One question to think about is this: suppose controllers A and B both are looking at flight plans X and Y. Would it be important to ensure that updates to X and Y reach A and B in the identical order? What guarantees do you think are needed here? Make sure your DDS design will have the needed properties, and be ready to defend your decisions when the NASA/FAA team comes to review your architecture and will be asking hard questions about the safety and cost (performance, scalability) implications of every single decision you made!

At this point you'll have at least a rough plan of how to build the system. Now you can design (still on paper) the GUI an ATC controller might see.

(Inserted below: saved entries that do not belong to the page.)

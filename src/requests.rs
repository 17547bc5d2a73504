// src/requests.rs

use actix_web::{web, HttpResponse};
use log::{debug, info, warn};
use serde_json::json;

use crate::app_state::AppState;
use crate::errors::ApiError;
use crate::models::{now_millis, DeleteRequestPayload, TeamRequestPayload};

/// GET /api/requests
/// Every request, oldest first.
pub async fn list_requests(data: web::Data<AppState>) -> Result<HttpResponse, ApiError> {
    let requests = data.store.list().await?;
    debug!("Listing {} team requests", requests.len());
    Ok(HttpResponse::Ok().json(requests))
}

/// POST /api/requests
pub async fn create_request(
    data: web::Data<AppState>,
    payload: web::Json<TeamRequestPayload>,
) -> Result<HttpResponse, ApiError> {
    let created = data.store.insert(payload.into_inner(), now_millis()).await?;
    info!("Team request created: {}", created.id);
    Ok(HttpResponse::Created().json(created))
}

/// PUT /api/requests/{id}
/// Full replacement, allowed only when the payload carries the owner's fingerprint.
pub async fn update_request(
    data: web::Data<AppState>,
    id: web::Path<String>,
    payload: web::Json<TeamRequestPayload>,
) -> Result<HttpResponse, ApiError> {
    let id = id.into_inner();
    let payload = payload.into_inner();

    let mut request = data
        .store
        .get(&id)
        .await?
        .ok_or_else(ApiError::request_not_found)?;

    if !request.is_owned_by(&payload.owner_fingerprint) {
        warn!("Rejected update of team request {}: fingerprint mismatch", id);
        return Err(ApiError::Forbidden(
            "Not authorized to update this request".to_string(),
        ));
    }

    request.overwrite(payload, data.config.update_owner_check);

    // Deleted between the lookup and the write.
    if !data.store.replace(&request).await? {
        return Err(ApiError::request_not_found());
    }

    info!("Team request updated: {}", id);
    Ok(HttpResponse::Ok().json(request))
}

/// DELETE /api/requests/{id}
pub async fn delete_request(
    data: web::Data<AppState>,
    id: web::Path<String>,
    payload: web::Json<DeleteRequestPayload>,
) -> Result<HttpResponse, ApiError> {
    let id = id.into_inner();

    let request = data
        .store
        .get(&id)
        .await?
        .ok_or_else(ApiError::request_not_found)?;

    if !request.is_owned_by(&payload.owner_fingerprint) {
        warn!("Rejected delete of team request {}: fingerprint mismatch", id);
        return Err(ApiError::Forbidden(
            "Not authorized to delete this request".to_string(),
        ));
    }

    if !data.store.delete(&id).await? {
        debug!("Team request {} was already gone", id);
    }

    info!("Team request deleted: {}", id);
    Ok(HttpResponse::Ok().json(json!({ "message": "Request deleted successfully" })))
}
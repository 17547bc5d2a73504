// src/main.rs

use std::io;
use std::sync::Arc;

use actix_web::{middleware::Logger, web, App, HttpServer};
use env_logger::Env;
use log::info;

use teamup_backend::app_state::AppState;
use teamup_backend::config::Config;
use teamup_backend::db::MongoStore;
use teamup_backend::{configure, cors};

#[actix_web::main]
async fn main() -> io::Result<()> {
    dotenv::dotenv().ok();
    env_logger::Builder::from_env(Env::default().default_filter_or("info")).init();

    let config = Config::from_env();
    let store = Arc::new(MongoStore::new(
        config.mongodb_uri.clone(),
        config.database_name.clone(),
    ));

    // Unreachable database at startup is fatal; the store already logged why.
    store.connect().await.map_err(io::Error::other)?;

    let state = AppState::new(store.clone(), config.clone());
    let port = config.port;

    info!("Server running at http://0.0.0.0:{}", port);
    info!("Allowed CORS origin: {}", config.cors_origin);
    info!("Environment: {}", config.environment);

    let result = HttpServer::new(move || {
        App::new()
            .wrap(Logger::default())
            .wrap(cors(&state.config))
            .app_data(web::Data::new(state.clone()))
            .configure(configure)
    })
    .bind(("0.0.0.0", port))?
    .run()
    .await;

    store.close().await;
    result
}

Probably it should show a radar background image, flight tracks labeled with flight data, and then have some form of table of active flights (and a search tool for finding other flights). Flight tracks evolve over time, so obviously these tracks are 4-D objects: a kind of region in space and time where the plane is expected to be. You can design various ATC controller tools to help the controller plan: will two planes come within 5 miles of one-another at some point? If so, the controller needs to plan a course change to keep them separated. And so forth. One can imagine quite a few such tools, all on a pull-down or push-button menu.

Consoles can crash and controllers can need bio-breaks. Could your design allow controllers to work in teams of 2-5, each side by side with shared and basically identical screen data, but with one person planning ahead, one doing "right now" control, one entering data for new flights, etc? What sort of process group structures might be useful to support this model? Controllers can't tolerate more than about 15s of "outage" at the very most. Can Isis2 be configured to sense failures and reconfigure fast enough? (Hint: Yes it can. But how? We'll leave that to you.) How should a controller-station failure be "shown" to the controller team? Remember the rules: at all time, each flight must have a single lead controller -- always one, never none, never two. So we now understand this to also mean "and if a controller system crashes, handoff must happen within a few seconds, 15s at the absolute maximum."

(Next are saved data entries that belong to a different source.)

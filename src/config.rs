use std::env;
use std::str::FromStr;

use log::warn;

pub const DEFAULT_MONGODB_URI: &str = "mongodb://localhost:27017/teamup";
pub const DEFAULT_PORT: u16 = 8080;

/// How PUT decides whether the caller owns a request.
///
/// Both modes compare the payload's `owner_fingerprint` with the stored one.
/// `Payload` then writes the payload's fingerprint back as part of the full
/// overwrite, which is how the service has always behaved. `Stored` treats
/// the stored fingerprint as the only authority and never rewrites it.
#[derive(Debug, Clone, Copy, PartialEq, Eq, Default)]
pub enum OwnerCheck {
    #[default]
    Payload,
    Stored,
}

impl FromStr for OwnerCheck {
    type Err = String;

    fn from_str(s: &str) -> Result<Self, Self::Err> {
        match s.trim().to_ascii_lowercase().as_str() {
            "payload" => Ok(OwnerCheck::Payload),
            "stored" => Ok(OwnerCheck::Stored),
            other => Err(format!("unknown owner check mode '{}'", other)),
        }
    }
}

#[derive(Debug, Clone)]
pub struct Config {
    pub mongodb_uri: String,
    /// Overrides the database named in the connection string.
    pub database_name: Option<String>,
    pub cors_origin: String,
    pub port: u16,
    pub environment: String,
    pub update_owner_check: OwnerCheck,
}

impl Default for Config {
    fn default() -> Self {
        Self {
            mongodb_uri: DEFAULT_MONGODB_URI.to_string(),
            database_name: None,
            cors_origin: "*".to_string(),
            port: DEFAULT_PORT,
            environment: "development".to_string(),
            update_owner_check: OwnerCheck::Payload,
        }
    }
}

impl Config {
    pub fn from_env() -> Self {
        dotenv::dotenv().ok();
        Self::from_lookup(|key| env::var(key).ok())
    }

    /// Builds the config from an arbitrary key lookup. Unparseable values
    /// fall back to their defaults.
    pub fn from_lookup<F>(lookup: F) -> Self
    where
        F: Fn(&str) -> Option<String>,
    {
        let defaults = Self::default();

        let port = match lookup("PORT") {
            Some(raw) => raw.trim().parse().unwrap_or_else(|_| {
                warn!("Invalid PORT '{}', using {}", raw, DEFAULT_PORT);
                DEFAULT_PORT
            }),
            None => defaults.port,
        };

        let update_owner_check = match lookup("UPDATE_OWNER_CHECK") {
            Some(raw) => raw.parse().unwrap_or_else(|e| {
                warn!("{}, using payload check", e);
                OwnerCheck::Payload
            }),
            None => defaults.update_owner_check,
        };

        Self {
            mongodb_uri: lookup("MONGODB_URI").unwrap_or(defaults.mongodb_uri),
            database_name: lookup("DATABASE_NAME").filter(|name| !name.trim().is_empty()),
            cors_origin: lookup("CORS_ORIGIN").unwrap_or(defaults.cors_origin),
            port,
            environment: lookup("NODE_ENV").unwrap_or(defaults.environment),
            update_owner_check,
        }
    }
}

#[cfg(test)]
mod tests {
    use super::*;
    use std::collections::HashMap;

    fn lookup(vars: &[(&str, &str)]) -> impl Fn(&str) -> Option<String> {
        let vars: HashMap<String, String> = vars
            .iter()
            .map(|(k, v)| (k.to_string(), v.to_string()))
            .collect();
        move |key| vars.get(key).cloned()
    }

    #[test]
    fn defaults_when_nothing_is_set() {
        let config = Config::from_lookup(lookup(&[]));

        assert_eq!(config.mongodb_uri, DEFAULT_MONGODB_URI);
        assert_eq!(config.database_name, None);
        assert_eq!(config.cors_origin, "*");
        assert_eq!(config.port, 8080);
        assert_eq!(config.environment, "development");
        assert_eq!(config.update_owner_check, OwnerCheck::Payload);
    }

    #[test]
    fn reads_every_variable() {
        let config = Config::from_lookup(lookup(&[
            ("MONGODB_URI", "mongodb://db:27017/teams?retryWrites=true"),
            ("DATABASE_NAME", "staging"),
            ("CORS_ORIGIN", "https://teamup.example"),
            ("PORT", "3000"),
            ("NODE_ENV", "production"),
            ("UPDATE_OWNER_CHECK", "Stored"),
        ]));

        assert_eq!(config.mongodb_uri, "mongodb://db:27017/teams?retryWrites=true");
        assert_eq!(config.database_name.as_deref(), Some("staging"));
        assert_eq!(config.cors_origin, "https://teamup.example");
        assert_eq!(config.port, 3000);
        assert_eq!(config.environment, "production");
        assert_eq!(config.update_owner_check, OwnerCheck::Stored);
    }

    #[test]
    fn invalid_values_fall_back() {
        let config = Config::from_lookup(lookup(&[
            ("PORT", "eighty"),
            ("UPDATE_OWNER_CHECK", "whatever"),
            ("DATABASE_NAME", "  "),
        ]));

        assert_eq!(config.port, DEFAULT_PORT);
        assert_eq!(config.update_owner_check, OwnerCheck::Payload);
        assert_eq!(config.database_name, None);
    }
}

The DDS server architecture is next on your agenda. It will be a kind of web service, and the client systems will presumably talk to it via a RESTful or WCF (Windows Communication Foundation) approach -- REST is more common on Linux and WCF on Windows, but both are very similar. WCF is more easily used for people who program in Windows: Visual Studio has built-in templates for this case, and you'll end up just replacing a series of TODO comments with your specialized code). But neither is particularly hard to use.

So you'll now be in a position of having a client who is the legal owner of a flight record and who has made a change to it, and wants to share that change. The client uses REST or WCF to communicate the change to the DDS. How should the DDS log the record? (Hint: Flight records can be fairly large, a few megabytes might not be unusual. You'll probably want to do a single disk write that appends to some form of log that can later be cleaned up: read/write updates to a random-access database will be too slow. Another hint: once a flight plan is updated, the prior version can be replaced with a "redirection" pointer to the newer one, and then the older copy can be garbage collected). Now how should the DDS fault-tolerantly share this record within the system? How will you handle failures of the DDS group members? Is there an opportunity load-balance within the DDS? Which protocols should be used to share information within the DDS itself? Which protocols would work best for reporting updates out to the clients who have read-only access to the record (e.g. they aren't the leader, but they are tracking the flight)?

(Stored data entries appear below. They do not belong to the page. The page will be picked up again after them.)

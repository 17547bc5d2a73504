// src/bin/migrate.rs
//
// Usage: migrate [path/to/requests.json]

use std::path::PathBuf;
use std::process::ExitCode;

use env_logger::Env;
use log::{error, info};

use teamup_backend::config::Config;
use teamup_backend::db::MongoStore;
use teamup_backend::migrate::{self, MigrationOutcome, DEFAULT_SOURCE};

#[tokio::main]
async fn main() -> ExitCode {
    dotenv::dotenv().ok();
    env_logger::Builder::from_env(Env::default().default_filter_or("info")).init();

    let config = Config::from_env();
    let source = std::env::args()
        .nth(1)
        .map(PathBuf::from)
        .unwrap_or_else(|| PathBuf::from(DEFAULT_SOURCE));

    let store = MongoStore::new(config.mongodb_uri.clone(), config.database_name.clone());
    if store.connect().await.is_err() {
        return ExitCode::FAILURE;
    }

    let result = migrate::run(&store, &source).await;
    store.close().await;

    match result {
        Ok(MigrationOutcome::Completed { report, .. }) => {
            info!(
                "Migration completed successfully: {} inserted, {} skipped",
                report.inserted, report.skipped
            );
            ExitCode::SUCCESS
        }
        Ok(_) => ExitCode::SUCCESS,
        Err(e) => {
            error!("Migration failed: {}", e);
            ExitCode::FAILURE
        }
    }
}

One interesting topic to think about is the performance of the resulting solution. Can you optimize it to the point that no member of the entire system ever does more than a single disk read for each record? Would these large records be better off included as data "within" a Vsync multicast, or would it be better to multicast some sort of pointer to the record ("look in the log for Tuesday 8-4-2014, and fetch a flight record that starts at offset 0xA76102 of length 232kb.")? Should you use the Vsync OOB tool for the data transfer? An important performance goal might be to ensure that no record is read on any machine more than once, or demarshalled more than once, and perhaps even that no record is demarshalled until the data within it is actually consulted.

Which Vsync protocol is the best choice for real-time data updates of this kind, given the critical nature of the solution? How does the answer change if we wish to support a form of disconnected operation in which a controller who loses connectivity to the DDS can still perform a full range of actions in a kind of "offline" mode, using previously received read-only records, as opposed to a solution in which only a controller who is "online" can be sure of seeing the data for current flights, and take control actions? Would it make sense to further break down the failure cases into ones in which just one controller has experienced a crash versus ones in which all the controllers in an ATC center have simultaneously lost connectivity? (After all, in the former case the controller's workstation goes down, but her colleagues, sitting right next to her, are still online and she'll know that).

How should the DDS repair itself after a failure that occurs while a flight plan update was being transmitted? Does virtual synchrony help you analyze this case and convince yourself of the correctness of the solution you've selected?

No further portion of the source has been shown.